Ernest Hemingway called Josephine Baker “The most sensational woman anybody ever saw.” Cush Jumbo is pretty fantastic, too.
New Yorkers first got to know her as a sexy and eloquent Mark Antony in the Donmar’s all-female Julius Caesar that docked at St Ann’s Warehouse last season. And after wading in The River on Broadway, she’s swum over to the Public Theater for a revival of her solo show, Josephine and I, which won the Evening Standard Emerging Talent award.
Of course when Jumbo does emerge, late, pet dog in tow, pushing through the packed crowd and on to the Joe’s Pub stage, she gives an impression less of talent than of wide-eyed contrition and fluster. She’s in character as The Girl, a young actress rather like herself, and she’s just had a callback (her seventh) for an American cop show.

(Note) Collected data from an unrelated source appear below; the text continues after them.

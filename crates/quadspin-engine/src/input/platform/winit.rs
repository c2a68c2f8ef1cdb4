use winit::event::{ElementState, WindowEvent};
use winit::keyboard::{KeyCode, ModifiersState, PhysicalKey};

use crate::input::{InputEvent, InputState, Key, KeyState, Modifiers};

/// Translates a winit `WindowEvent` into an engine `InputEvent`.
///
/// Returns `None` for events the input subsystem does not track.
pub(crate) fn translate_window_event(state: &InputState, event: &WindowEvent) -> Option<InputEvent> {
    match event {
        WindowEvent::ModifiersChanged(m) => {
            let ms: ModifiersState = m.state();
            Some(InputEvent::ModifiersChanged(map_modifiers(ms)))
        }

        WindowEvent::Focused(f) => Some(InputEvent::Focused(*f)),

        WindowEvent::KeyboardInput { event, .. } => {
            let st = match event.state {
                ElementState::Pressed => KeyState::Pressed,
                ElementState::Released => KeyState::Released,
            };

            Some(InputEvent::Key {
                key: map_key(event.physical_key),
                state: st,
                modifiers: state.modifiers,
                repeat: event.repeat,
            })
        }

        _ => None,
    }
}

fn map_modifiers(m: ModifiersState) -> Modifiers {
    Modifiers {
        shift: m.shift_key(),
        ctrl: m.control_key(),
        alt: m.alt_key(),
        meta: m.super_key(),
    }
}

fn map_key(pk: PhysicalKey) -> Key {
    match pk {
        PhysicalKey::Code(code) => match code {
            KeyCode::Escape => Key::Escape,
            KeyCode::Space => Key::Space,

            KeyCode::ShiftLeft | KeyCode::ShiftRight => Key::Shift,
            KeyCode::ControlLeft | KeyCode::ControlRight => Key::Control,
            KeyCode::AltLeft | KeyCode::AltRight => Key::Alt,
            KeyCode::SuperLeft | KeyCode::SuperRight => Key::Meta,

            KeyCode::KeyQ => Key::Q,
            KeyCode::F11 => Key::F11,

            other => Key::Unknown(other as u32),
        },

        // NativeKeyCode has no stable numeric form in winit 0.30.
        PhysicalKey::Unidentified(_) => Key::Unknown(0),
    }
}

#[cfg(test)]
mod tests {
    use super::*;

    #[test]
    fn escape_maps_to_escape() {
        assert_eq!(map_key(PhysicalKey::Code(KeyCode::Escape)), Key::Escape);
    }

    #[test]
    fn both_shift_keys_map_to_shift() {
        assert_eq!(map_key(PhysicalKey::Code(KeyCode::ShiftLeft)), Key::Shift);
        assert_eq!(map_key(PhysicalKey::Code(KeyCode::ShiftRight)), Key::Shift);
    }

    #[test]
    fn unmapped_key_is_unknown() {
        assert!(matches!(map_key(PhysicalKey::Code(KeyCode::KeyZ)), Key::Unknown(_)));
    }

    #[test]
    fn focus_event_is_translated() {
        let state = InputState::default();
        assert_eq!(
            translate_window_event(&state, &WindowEvent::Focused(true)),
            Some(InputEvent::Focused(true))
        );
    }
}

You suspect this bit is scripted – or if, like me, you read the London reviews, you know it is – but Jumbo just about pulls it off, especially as she interleaves the set text with some nice improvisation. She asks the audience to imagine how she’s feeling. “Just imagine your worst nightmare.” Then she gestures to the plates on the Pub’s tiny tables. “But with food.”
The Girl’s giddy chat is only half the show, the other is given over to her idol, the cabaret marvel Josephine Baker, whom The Girl (and Jumbo) discovered in childhood and have worshipped ever since. Movingly, the girl remembers watching “Zou Zou” on TV, and seeing for the very first time “an old movie star that looks just like me, I mean really like me”.
While The Girl describes her own (mis)adventures in showbiz (racist comments, crop tops), Josephine describes her life, from the greasy spoons of St Louis to the nightclubs of Paris. Sometimes, wonderfully, Jumbo will recreate some of Baker’s old routines. There’s no banana dance, but there is an ecstatic Charleston. Jumbo performs Baker with such passion that it comes to seem less like homage and more like invocation.
For much of the play, directed by Phyllida Lloyd, there doesn’t seem much to truss these two narratives and these two women together. Heroine worship is nice, but it isn’t enough. And while Jumbo has had a fortunate career, The Girl’s life pales in comparison to Baker’s.
But as the play continues, the thematic links become clearer and more vital. The Girl feels trapped between her personal life and her career and she looks to Josephine, rightly or wrongly, as a woman who wasn’t – who sang and danced her way out of any box anyone tried to place her in. “If you were here,” The Girl says, holding a doll to represent Josephine, “You’d tell me to get over myself.”
I’d like to hear Jumbo write in voices other than her own to better judge her as a playwright, but as an actress, she’s just smashing – brave, smart, warm, and helplessly charismatic. Good luck getting over her.